Collected data
______________________________
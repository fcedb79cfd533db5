//! Worksheet level operations
//!
//! A [`Worksheet`] pairs a [`GridBackend`] with the coordinate and value
//! codecs. Every call validates its range locally, converts values, makes
//! one backend call, and converts the result back.

use std::any::Any;

use tracing::debug;

use crate::backend::{CellHandle, GridBackend};
use crate::error::{Error, SheetError};
use crate::matrix::{Matrix, RawGridValue};
use crate::range::{parse_cell, parse_range, RangeAddress};
use crate::search::{self, SearchCursor, SearchOptions, USED_RANGE};
use crate::value::{decode, encode, encode_any, HostValue, WireValue};

type SheetResult<T, B> = std::result::Result<T, SheetError<<B as GridBackend>::Error>>;

/// A worksheet reached through a grid backend
#[derive(Debug)]
pub struct Worksheet<B: GridBackend> {
    backend: B,
}

impl<B: GridBackend> Worksheet<B> {
    pub fn new(backend: B) -> Self {
        Self { backend }
    }

    pub fn backend(&self) -> &B {
        &self.backend
    }

    pub fn backend_mut(&mut self) -> &mut B {
        &mut self.backend
    }

    pub fn into_backend(self) -> B {
        self.backend
    }

    // === Single cells ===

    /// Read one cell. A multi-cell token fails with `NotASingleCell`.
    pub fn unary_content(&mut self, token: &str) -> SheetResult<HostValue, B> {
        let position = parse_cell(token)?;
        self.read_cell(&position.to_token())
    }

    /// Read one cell by zero-based coordinates
    pub fn unary_content_at(&mut self, row: u32, column: u32) -> SheetResult<HostValue, B> {
        let range = RangeAddress::unary(row, column)?;
        self.read_cell(&range.to_token())
    }

    /// Write one cell. A multi-cell token fails with `NotASingleCell`.
    pub fn set_unary_content(
        &mut self,
        token: &str,
        value: impl Into<HostValue>,
    ) -> SheetResult<(), B> {
        let position = parse_cell(token)?;
        self.write_value(&position.to_token(), encode(&value.into()))
    }

    pub fn set_unary_content_at(
        &mut self,
        row: u32,
        column: u32,
        value: impl Into<HostValue>,
    ) -> SheetResult<(), B> {
        let range = RangeAddress::unary(row, column)?;
        self.write_value(&range.to_token(), encode(&value.into()))
    }

    // === Matrices ===

    /// Read a range as a row-major matrix
    pub fn content(&mut self, token: &str) -> SheetResult<Matrix<HostValue>, B> {
        let range = parse_range(token)?;
        self.read_matrix(&range.to_token())
    }

    pub fn content_between(
        &mut self,
        from_row: u32,
        from_column: u32,
        to_row: u32,
        to_column: u32,
    ) -> SheetResult<Matrix<HostValue>, B> {
        let range = RangeAddress::new(from_row, from_column, to_row, to_column)?;
        self.read_matrix(&range.to_token())
    }

    /// Read every cell of the sheet's used range
    pub fn used_content(&mut self) -> SheetResult<Matrix<HostValue>, B> {
        self.read_matrix(USED_RANGE)
    }

    /// Write row-major values to a range.
    ///
    /// Short rows are padded with empty cells. The padded matrix must have
    /// exactly the shape of the range; otherwise nothing is written.
    pub fn set_content<V: Into<HostValue>>(
        &mut self,
        token: &str,
        rows: Vec<Vec<V>>,
    ) -> SheetResult<(), B> {
        let range = parse_range(token)?;
        self.write_matrix(range, Matrix::from_rows(encode_rows(rows)))
    }

    pub fn set_content_between<V: Into<HostValue>>(
        &mut self,
        from_row: u32,
        from_column: u32,
        to_row: u32,
        to_column: u32,
        rows: Vec<Vec<V>>,
    ) -> SheetResult<(), B> {
        let range = RangeAddress::new(from_row, from_column, to_row, to_column)?;
        self.write_matrix(range, Matrix::from_rows(encode_rows(rows)))
    }

    /// Write dynamically typed values to a range.
    ///
    /// The first value without a wire representation fails the whole call
    /// with `UnsupportedType`; nothing is written.
    pub fn set_content_any<T: Any>(
        &mut self,
        token: &str,
        rows: &[Vec<T>],
    ) -> SheetResult<(), B> {
        let range = parse_range(token)?;
        let cells = Matrix::from_rows(
            rows.iter()
                .map(|row| row.iter().map(Some).collect())
                .collect(),
        );
        let matrix = cells.try_map(|cell| cell.map_or(Ok(WireValue::Null), encode_any))?;
        self.write_matrix(range, matrix)
    }

    /// Write one value into every cell of a range
    pub fn fill(&mut self, token: &str, value: impl Into<HostValue>) -> SheetResult<(), B> {
        let range = parse_range(token)?;
        self.write_value(&range.to_token(), encode(&value.into()))
    }

    pub fn fill_between(
        &mut self,
        from_row: u32,
        from_column: u32,
        to_row: u32,
        to_column: u32,
        value: impl Into<HostValue>,
    ) -> SheetResult<(), B> {
        let range = RangeAddress::new(from_row, from_column, to_row, to_column)?;
        self.write_value(&range.to_token(), encode(&value.into()))
    }

    // === Search ===

    /// Start a search; `None` when nothing matches
    pub fn find(&mut self, options: SearchOptions) -> SheetResult<Option<SearchCursor>, B> {
        search::find(&mut self.backend, options)
    }

    /// Search the used range for `value` with default options
    pub fn find_value(&mut self, value: impl Into<String>) -> SheetResult<Option<SearchCursor>, B> {
        self.find(SearchOptions::new(value))
    }

    /// Step an existing search to its next match
    pub fn advance(&mut self, cursor: &SearchCursor) -> SheetResult<SearchCursor, B> {
        cursor.advance(&mut self.backend)
    }

    /// Every distinct match of a search, in the order the grid visits them
    pub fn find_all(&mut self, options: SearchOptions) -> SheetResult<Vec<CellHandle>, B> {
        match self.find(options)? {
            Some(cursor) => cursor.collect_all(&mut self.backend),
            None => Ok(Vec::new()),
        }
    }

    // === Internals ===

    fn read_cell(&mut self, address: &str) -> SheetResult<HostValue, B> {
        debug!(address, "read cell");
        match self.read(address)? {
            RawGridValue::Scalar(value) => Ok(decode(value)),
            raw => {
                let matrix = Matrix::from_grid(raw)?;
                if matrix.row_count() != 1 || matrix.column_count() != 1 {
                    return Err(Error::DimensionMismatch(format!(
                        "expected one cell at {address}, got {}x{}",
                        matrix.row_count(),
                        matrix.column_count()
                    ))
                    .into());
                }
                let value = matrix.into_rows().into_iter().flatten().next();
                Ok(value.map(decode).unwrap_or_default())
            }
        }
    }

    fn read_matrix(&mut self, address: &str) -> SheetResult<Matrix<HostValue>, B> {
        let raw = self.read(address)?;
        let matrix = Matrix::from_grid(raw)?.map(decode);
        debug!(
            address,
            rows = matrix.row_count(),
            columns = matrix.column_count(),
            "read content"
        );
        Ok(matrix)
    }

    fn read(&mut self, address: &str) -> SheetResult<RawGridValue, B> {
        self.backend
            .get_matrix_value(address)
            .map_err(SheetError::Backend)
    }

    fn write_value(&mut self, address: &str, value: WireValue) -> SheetResult<(), B> {
        debug!(address, tag = value.tag(), "write value");
        self.backend
            .set_matrix_value(address, RawGridValue::Scalar(value))
            .map_err(SheetError::Backend)
    }

    fn write_matrix(
        &mut self,
        range: RangeAddress,
        matrix: Matrix<WireValue>,
    ) -> SheetResult<(), B> {
        let bounds = range.bounds();
        if !matrix.fits(bounds) {
            return Err(Error::DimensionMismatch(format!(
                "{}x{} values for range {} of {}x{} cells",
                matrix.row_count(),
                matrix.column_count(),
                range,
                bounds.row_count(),
                bounds.column_count()
            ))
            .into());
        }

        let address = range.to_token();
        debug!(
            address = %address,
            rows = matrix.row_count(),
            columns = matrix.column_count(),
            "write content"
        );
        self.backend
            .set_matrix_value(&address, matrix.into_grid())
            .map_err(SheetError::Backend)
    }
}

fn encode_rows<V: Into<HostValue>>(rows: Vec<Vec<V>>) -> Vec<Vec<WireValue>> {
    rows.into_iter()
        .map(|row| row.into_iter().map(|v| encode(&v.into())).collect())
        .collect()
}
______________________________
[DIRECTIONS] For each line above that contains the word "return", give the line as it is written.

[EXERCISE RESULT]
                    return Err(Error::DimensionMismatch(format!(
            return Err(Error::DimensionMismatch(format!(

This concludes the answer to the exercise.